Your instructions —
Quote the entries below from the line with "pub const DEFAULT_INPUT_PATH: &str" through the line with "known source pamphlet", both ends included, and only those lines.

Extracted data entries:
┌──

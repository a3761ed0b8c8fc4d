//! whitted-rt: recursive sphere ray tracer
//!
//! Renders the configured scene (or the built-in demo scene) with a fixed
//! pool of band workers and hands the finished frame to a PNG file or the
//! terminal.
//!
//! Usage:
//!   whitted-rt render --output frame.png
//!   whitted-rt preview
//!   whitted-rt animate --frames 30 --out-dir frames
//!   whitted-rt --config scene.yaml check-config

use clap::{Args, Parser, Subcommand, ValueEnum};
use std::path::{Path, PathBuf};
use std::time::Instant;

use whitted_rt::canvas::Canvas;
use whitted_rt::config::AppConfig;
use whitted_rt::raster;
use whitted_rt::renderer::Renderer;
use whitted_rt::scene::{Light, Scene};

#[derive(Debug, Clone, Copy, ValueEnum)]
enum LogLevel {
    Trace,
    Debug,
    Info,
    Warn,
    Error,
}

impl std::fmt::Display for LogLevel {
    fn fmt(&self, f: &mut std::fmt::Formatter<'_>) -> std::fmt::Result {
        match self {
            LogLevel::Trace => write!(f, "trace"),
            LogLevel::Debug => write!(f, "debug"),
            LogLevel::Info => write!(f, "info"),
            LogLevel::Warn => write!(f, "warn"),
            LogLevel::Error => write!(f, "error"),
        }
    }
}

#[derive(Parser)]
#[command(name = "whitted-rt")]
#[command(version = "0.1.0")]
#[command(about = "Recursive Whitted-style sphere ray tracer")]
struct Cli {
    /// Path to scene config file (defaults to scene.yaml if present, else the demo scene)
    #[arg(short, long, global = true)]
    config: Option<PathBuf>,

    /// Set logging level (trace, debug, info, warn, error)
    #[arg(long, global = true, value_name = "LEVEL")]
    log_level: Option<LogLevel>,

    #[command(subcommand)]
    command: Commands,
}

/// Overrides for the `render` section of the config
#[derive(Args, Debug, Clone, Default)]
struct RenderOverrides {
    /// Canvas width in pixels
    #[arg(long)]
    width: Option<u32>,
    /// Canvas height in pixels
    #[arg(long)]
    height: Option<u32>,
    /// Maximum number of reflection bounces
    #[arg(short, long)]
    depth: Option<u32>,
    /// Number of worker threads (one row band each)
    #[arg(short, long)]
    workers: Option<usize>,
}

#[derive(Subcommand)]
enum Commands {
    /// Render one frame to an image file
    Render {
        #[command(flatten)]
        overrides: RenderOverrides,
        /// Output image path; format follows the extension
        #[arg(short, long, default_value = "frame.png")]
        output: PathBuf,
    },

    /// Render one frame sized to the terminal and print it
    Preview {
        #[command(flatten)]
        overrides: RenderOverrides,
        /// Print grayscale characters instead of colored half-blocks
        #[arg(long)]
        plain: bool,
    },

    /// Render a sequence of frames while the camera drifts
    Animate {
        #[command(flatten)]
        overrides: RenderOverrides,
        /// Number of frames (overrides animation.frames)
        #[arg(short, long)]
        frames: Option<u32>,
        /// Directory for frame_NNN.png files
        #[arg(long, default_value = "frames")]
        out_dir: PathBuf,
    },

    /// Draw the filled and wireframe triangle demo with the 2D rasterizer
    Raster {
        /// Output image path
        #[arg(short, long, default_value = "raster.png")]
        output: PathBuf,
    },

    /// Validate configuration file
    CheckConfig,
}

fn main() -> Result<(), Box<dyn std::error::Error>> {
    let cli = Cli::parse();

    let level_filter = if let Some(level) = cli.log_level {
        level.to_string()
    } else {
        tracing_subscriber::EnvFilter::try_from_default_env()
            .unwrap_or_else(|_| tracing_subscriber::EnvFilter::new("info"))
            .to_string()
    };

    tracing_subscriber::fmt()
        .with_env_filter(tracing_subscriber::EnvFilter::new(&level_filter))
        .with_writer(std::io::stderr)
        .init();

    match cli.command {
        Commands::Render { overrides, output } => {
            let config = load_config(cli.config.as_deref(), &overrides)?;
            render_frame(&config, &output)?;
        }
        Commands::Preview { overrides, plain } => {
            let mut config = load_config(cli.config.as_deref(), &overrides)?;
            if overrides.width.is_none() && overrides.height.is_none() {
                fit_to_terminal(&mut config);
            }
            preview(&config, plain)?;
        }
        Commands::Animate { overrides, frames, out_dir } => {
            let mut config = load_config(cli.config.as_deref(), &overrides)?;
            if let Some(frames) = frames {
                config.animation.frames = frames;
                config.validate()?;
            }
            animate(&config, &out_dir)?;
        }
        Commands::Raster { output } => {
            let config = load_config(cli.config.as_deref(), &RenderOverrides::default())?;
            draw_raster_demo(&config, &output)?;
        }
        Commands::CheckConfig => {
            check_config(cli.config.as_deref());
        }
    }

    Ok(())
}

/// Load configuration and apply CLI overrides
fn load_config(
    path: Option<&Path>,
    overrides: &RenderOverrides,
) -> Result<AppConfig, Box<dyn std::error::Error>> {
    let mut config = AppConfig::load_or_default(path)?;

    if let Some(width) = overrides.width {
        config.render.width = width;
    }
    if let Some(height) = overrides.height {
        config.render.height = height;
    }
    if let Some(depth) = overrides.depth {
        config.render.recursion_depth = depth;
    }
    if let Some(workers) = overrides.workers {
        config.render.workers = Some(workers);
    }
    config.validate()?;

    tracing::info!(
        width = config.render.width,
        height = config.render.height,
        depth = config.render.recursion_depth,
        spheres = config.scene.spheres.len(),
        lights = config.scene.lights.len(),
        "Configuration loaded"
    );

    Ok(config)
}

/// Render `scene` and log how long the pass took
fn timed_render(renderer: &Renderer, scene: &Scene) -> Canvas {
    let started = Instant::now();
    let canvas = renderer.render(scene);
    tracing::info!(
        elapsed_ms = started.elapsed().as_millis() as u64,
        workers = renderer.settings().workers,
        "Frame rendered"
    );
    canvas
}

fn render_frame(config: &AppConfig, output: &Path) -> Result<(), Box<dyn std::error::Error>> {
    let renderer = Renderer::new(config.render.settings())?;
    let canvas = timed_render(&renderer, &config.scene);
    canvas.save(output)?;
    tracing::info!("Wrote {}", output.display());
    Ok(())
}

/// Square canvas that fits the terminal, two pixel rows per character row
fn fit_to_terminal(config: &mut AppConfig) {
    let (cols, rows) = match crossterm::terminal::size() {
        Ok((w, h)) => (w as u32, h.saturating_sub(2) as u32),
        Err(e) => {
            tracing::warn!(error = %e, "Could not get terminal size, using 80x40");
            (80, 40)
        }
    };
    let side = cols.min(rows * 2).max(10);
    config.render.width = side;
    config.render.height = side;
}

fn preview(config: &AppConfig, plain: bool) -> Result<(), Box<dyn std::error::Error>> {
    let renderer = Renderer::new(config.render.settings())?;
    let canvas = timed_render(&renderer, &config.scene);

    if plain {
        print!("{}", canvas.to_ascii());
    } else {
        print!("{}", canvas.to_ansi_halfblock());
    }
    Ok(())
}

fn animate(config: &AppConfig, out_dir: &Path) -> Result<(), Box<dyn std::error::Error>> {
    std::fs::create_dir_all(out_dir)?;
    let renderer = Renderer::new(config.render.settings())?;
    let total = config.animation.frames;

    // Every frame is an independent pass; nothing carries over
    for frame in 0..total {
        let scene = config.frame_scene(frame);
        let canvas = timed_render(&renderer, &scene);
        let path = out_dir.join(format!("frame_{frame:03}.png"));
        canvas.save(&path)?;
        tracing::info!("[{}/{}] Wrote {}", frame + 1, total, path.display());
    }

    Ok(())
}

fn draw_raster_demo(config: &AppConfig, output: &Path) -> Result<(), Box<dyn std::error::Error>> {
    let mut canvas = Canvas::new(config.render.width, config.render.height, config.scene.background);
    raster::draw_demo(&mut canvas);
    canvas.save(output)?;
    tracing::info!("Wrote {}", output.display());
    Ok(())
}

fn check_config(path: Option<&Path>) {
    match AppConfig::load_or_default(path) {
        Ok(config) => {
            println!("✓ Configuration is valid\n");
            println!("Render:");
            println!("  Canvas: {}x{}", config.render.width, config.render.height);
            println!("  Recursion depth: {}", config.render.recursion_depth);
            println!("  Workers: {}", config.render.settings().workers);
            println!("\nCamera:");
            let p = config.scene.camera.position;
            println!("  Position: ({}, {}, {})", p.x, p.y, p.z);
            println!("  Rotation: {:?}", config.scene.camera.rotation.rows());
            println!("\nSpheres: {}", config.scene.spheres.len());
            for sphere in &config.scene.spheres {
                let c = sphere.center;
                println!(
                    "  center ({}, {}, {}) radius {} specular {} reflective {}",
                    c.x, c.y, c.z, sphere.radius, sphere.specular, sphere.reflective
                );
            }
            println!("\nLights: {}", config.scene.lights.len());
            for light in &config.scene.lights {
                match light {
                    Light::Ambient { intensity } => println!("  ambient {intensity}"),
                    Light::Point { intensity, position } => println!(
                        "  point {intensity} at ({}, {}, {})",
                        position.x, position.y, position.z
                    ),
                    Light::Directional { intensity, direction } => println!(
                        "  directional {intensity} along ({}, {}, {})",
                        direction.x, direction.y, direction.z
                    ),
                }
            }
            println!("\nAnimation:");
            println!("  Frames: {}", config.animation.frames);
        }
        Err(e) => {
            eprintln!("✗ Configuration error: {}", e);
            std::process::exit(1);
        }
    }
}
//! Vector algebra and the camera rotation matrix

use nalgebra::{Matrix3, Vector3};
use serde::{Deserialize, Serialize};

/// Positions, directions and normals
pub type Vec3 = Vector3<f32>;

/// Fixed 3x3 camera orientation, applied to directions only
#[derive(Debug, Clone, Copy, PartialEq, Serialize, Deserialize)]
#[serde(from = "[f32; 9]", into = "[f32; 9]")]
pub struct Rotation(Matrix3<f32>);

impl Rotation {
    pub fn identity() -> Self {
        Self(Matrix3::identity())
    }

    /// Build from nine values in row-major order
    pub fn from_rows(values: [f32; 9]) -> Self {
        Self(Matrix3::from_row_slice(&values))
    }

    /// Row-wise dot product with `v`
    pub fn apply(&self, v: &Vec3) -> Vec3 {
        self.0 * v
    }

    pub fn rows(&self) -> [f32; 9] {
        let m = &self.0;
        [
            m[(0, 0)], m[(0, 1)], m[(0, 2)],
            m[(1, 0)], m[(1, 1)], m[(1, 2)],
            m[(2, 0)], m[(2, 1)], m[(2, 2)],
        ]
    }
}

impl Default for Rotation {
    fn default() -> Self {
        Self::identity()
    }
}

impl From<[f32; 9]> for Rotation {
    fn from(values: [f32; 9]) -> Self {
        Self::from_rows(values)
    }
}

impl From<Rotation> for [f32; 9] {
    fn from(rotation: Rotation) -> Self {
        rotation.rows()
    }
}

/// Mirror `v` about `n`: `2 (n . v) n - v`
///
/// Both the light vector in specular shading and the view vector in
/// reflection point away from the surface, so the result does too.
pub fn reflect(v: &Vec3, n: &Vec3) -> Vec3 {
    *n * (2.0 * n.dot(v)) - *v
}
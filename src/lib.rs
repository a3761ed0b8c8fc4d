//! Whitted-style sphere ray tracer
//!
//! This library renders a static scene of spheres lit by ambient, point and
//! directional lights. Every pixel is traced independently: camera ray,
//! nearest sphere hit, diffuse + specular shading with hard shadows, and
//! mirror reflection up to a bounded recursion depth. Rows are split into
//! bands and rendered on a fixed pool of worker threads.

pub mod canvas;
pub mod color;
pub mod config;
pub mod math;
pub mod raster;
pub mod renderer;
pub mod scene;

pub use canvas::{Canvas, PixelSink};
pub use color::Color;
pub use config::AppConfig;
pub use renderer::{RenderSettings, Renderer};
pub use scene::{Camera, Light, Scene, Sphere};

/// Default number of reflection bounces
pub const DEFAULT_RECURSION_DEPTH: u32 = 3;

/// Minimum parametric distance for shadow and reflection rays (shadow bias)
pub const EPSILON: f32 = 0.001;

/// Near-plane distance for primary camera rays
pub const NEAR_PLANE: f32 = 1.0;
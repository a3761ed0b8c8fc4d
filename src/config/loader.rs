use std::path::Path;

use super::{AppConfig, ConfigError};

/// Load and validate configuration from a YAML file
pub fn load_config<P: AsRef<Path>>(path: P) -> Result<AppConfig, ConfigError> {
    let path = path.as_ref();

    if !path.exists() {
        return Err(ConfigError::NotFound(path.display().to_string()));
    }

    let content = std::fs::read_to_string(path)?;
    // An empty document is a valid "all defaults" config
    let config: AppConfig = if content.trim().is_empty() {
        AppConfig::default()
    } else {
        serde_yaml::from_str(&content)?
    };
    config.validate()?;

    Ok(config)
}
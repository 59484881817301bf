// WHY: the source document's paths, front-matter length and boilerplate are data,
// so they live here with the known pamphlet's values as defaults

use anyhow::{Context, Result};
use serde::{Deserialize, Serialize};
use std::path::{Path, PathBuf};
use tracing::debug;

use crate::cleaning::OHAIR_LIBRARY_NOTICE;

pub const DEFAULT_INPUT_PATH: &str = "T5vsGemma/data/ONE-HUNDRED-AND-SEVENTY-BIBLE-LESSONS.txt";
pub const DEFAULT_OUTPUT_PATH: &str = "T5vsGemma/data/cleaned_lessons.txt";
/// Lines of title page and table of contents before the first lesson
pub const DEFAULT_DISCARD_OFFSET: usize = 442;
/// Lesson count of the known source pamphlet
pub const DEFAULT_EXPECTED_LESSONS: usize = 170;

/// Everything one extraction run needs
#[derive(Debug, Clone, PartialEq, Serialize, Deserialize)]
#[serde(default, deny_unknown_fields)]
pub struct PipelineConfig {
    pub input_path: PathBuf,
    pub output_path: PathBuf,
    /// Leading input lines dropped before cleaning
    pub discard_offset: usize,
    /// Exact substrings removed from every line
    pub blacklist: Vec<String>,
    /// Only compared against and logged, never enforced
    pub expected_lessons: Option<usize>,
    /// Read through a memory map instead of async buffered I/O
    pub use_mmap: bool,
    pub buffer_size: usize,
}

impl Default for PipelineConfig {
    fn default() -> Self {
        Self {
            input_path: PathBuf::from(DEFAULT_INPUT_PATH),
            output_path: PathBuf::from(DEFAULT_OUTPUT_PATH),
            discard_offset: DEFAULT_DISCARD_OFFSET,
            blacklist: vec![OHAIR_LIBRARY_NOTICE.to_string()],
            expected_lessons: Some(DEFAULT_EXPECTED_LESSONS),
            use_mmap: false,
            buffer_size: 8192,
        }
    }
}

impl PipelineConfig {
    /// Parse a TOML document; missing keys keep their defaults, unknown keys are rejected
    pub fn from_toml_str(content: &str) -> Result<Self> {
        let config: Self = toml::from_str(content).context("Invalid pipeline config")?;
        Ok(config)
    }

    pub fn load(path: &Path) -> Result<Self> {
        let content = std::fs::read_to_string(path)
            .with_context(|| format!("Failed to read config file {}", path.display()))?;
        let config = Self::from_toml_str(&content)
            .with_context(|| format!("Failed to parse config file {}", path.display()))?;
        debug!(?config, "Loaded pipeline config from {}", path.display());
        Ok(config)
    }
}

#[cfg(test)]
mod tests {
    use super::*;
    use tempfile::TempDir;

    #[test]
    fn test_defaults_match_source_document() {
        let config = PipelineConfig::default();
        assert_eq!(config.discard_offset, 442);
        assert_eq!(config.expected_lessons, Some(170));
        assert_eq!(config.blacklist, vec![OHAIR_LIBRARY_NOTICE.to_string()]);
        assert!(config.input_path.ends_with("ONE-HUNDRED-AND-SEVENTY-BIBLE-LESSONS.txt"));
        assert!(config.output_path.ends_with("cleaned_lessons.txt"));
        assert!(!config.use_mmap);
    }

    #[test]
    fn test_partial_toml_keeps_defaults() {
        let config = PipelineConfig::from_toml_str(
            r#"
            input_path = "book.txt"
            discard_offset = 3
            "#,
        )
        .unwrap();

        assert_eq!(config.input_path, PathBuf::from("book.txt"));
        assert_eq!(config.discard_offset, 3);
        assert_eq!(config.output_path, PathBuf::from(DEFAULT_OUTPUT_PATH));
        assert_eq!(config.expected_lessons, Some(DEFAULT_EXPECTED_LESSONS));
    }

    #[test]
    fn test_full_toml() {
        let config = PipelineConfig::from_toml_str(
            r#"
            input_path = "in.txt"
            output_path = "out.txt"
            discard_offset = 0
            blacklist = ["Page header", "Footer"]
            expected_lessons = 12
            use_mmap = true
            buffer_size = 4096
            "#,
        )
        .unwrap();

        assert_eq!(config.blacklist, vec!["Page header", "Footer"]);
        assert_eq!(config.expected_lessons, Some(12));
        assert!(config.use_mmap);
        assert_eq!(config.buffer_size, 4096);
    }

    #[test]
    fn test_invalid_toml_is_error() {
        assert!(PipelineConfig::from_toml_str("discard_offset = \"many\"").is_err());
    }

    #[test]
    fn test_unknown_key_is_error() {
        let err = PipelineConfig::from_toml_str("discard_ofset = 3").unwrap_err();
        assert!(format!("{err:#}").contains("discard_ofset"), "unexpected error: {err:#}");
    }

    #[test]
    fn test_load_from_file() {
        let temp_dir = TempDir::new().unwrap();
        let path = temp_dir.path().join("lessons.toml");
        std::fs::write(&path, "discard_offset = 7\n").unwrap();

        let config = PipelineConfig::load(&path).unwrap();
        assert_eq!(config.discard_offset, 7);

        assert!(PipelineConfig::load(&temp_dir.path().join("missing.toml")).is_err());
    }
}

└──

Result of this task —
pub const DEFAULT_INPUT_PATH: &str = "T5vsGemma/data/ONE-HUNDRED-AND-SEVENTY-BIBLE-LESSONS.txt";
pub const DEFAULT_OUTPUT_PATH: &str = "T5vsGemma/data/cleaned_lessons.txt";
/// Lines of title page and table of contents before the first lesson
pub const DEFAULT_DISCARD_OFFSET: usize = 442;
/// Lesson count of the known source pamphlet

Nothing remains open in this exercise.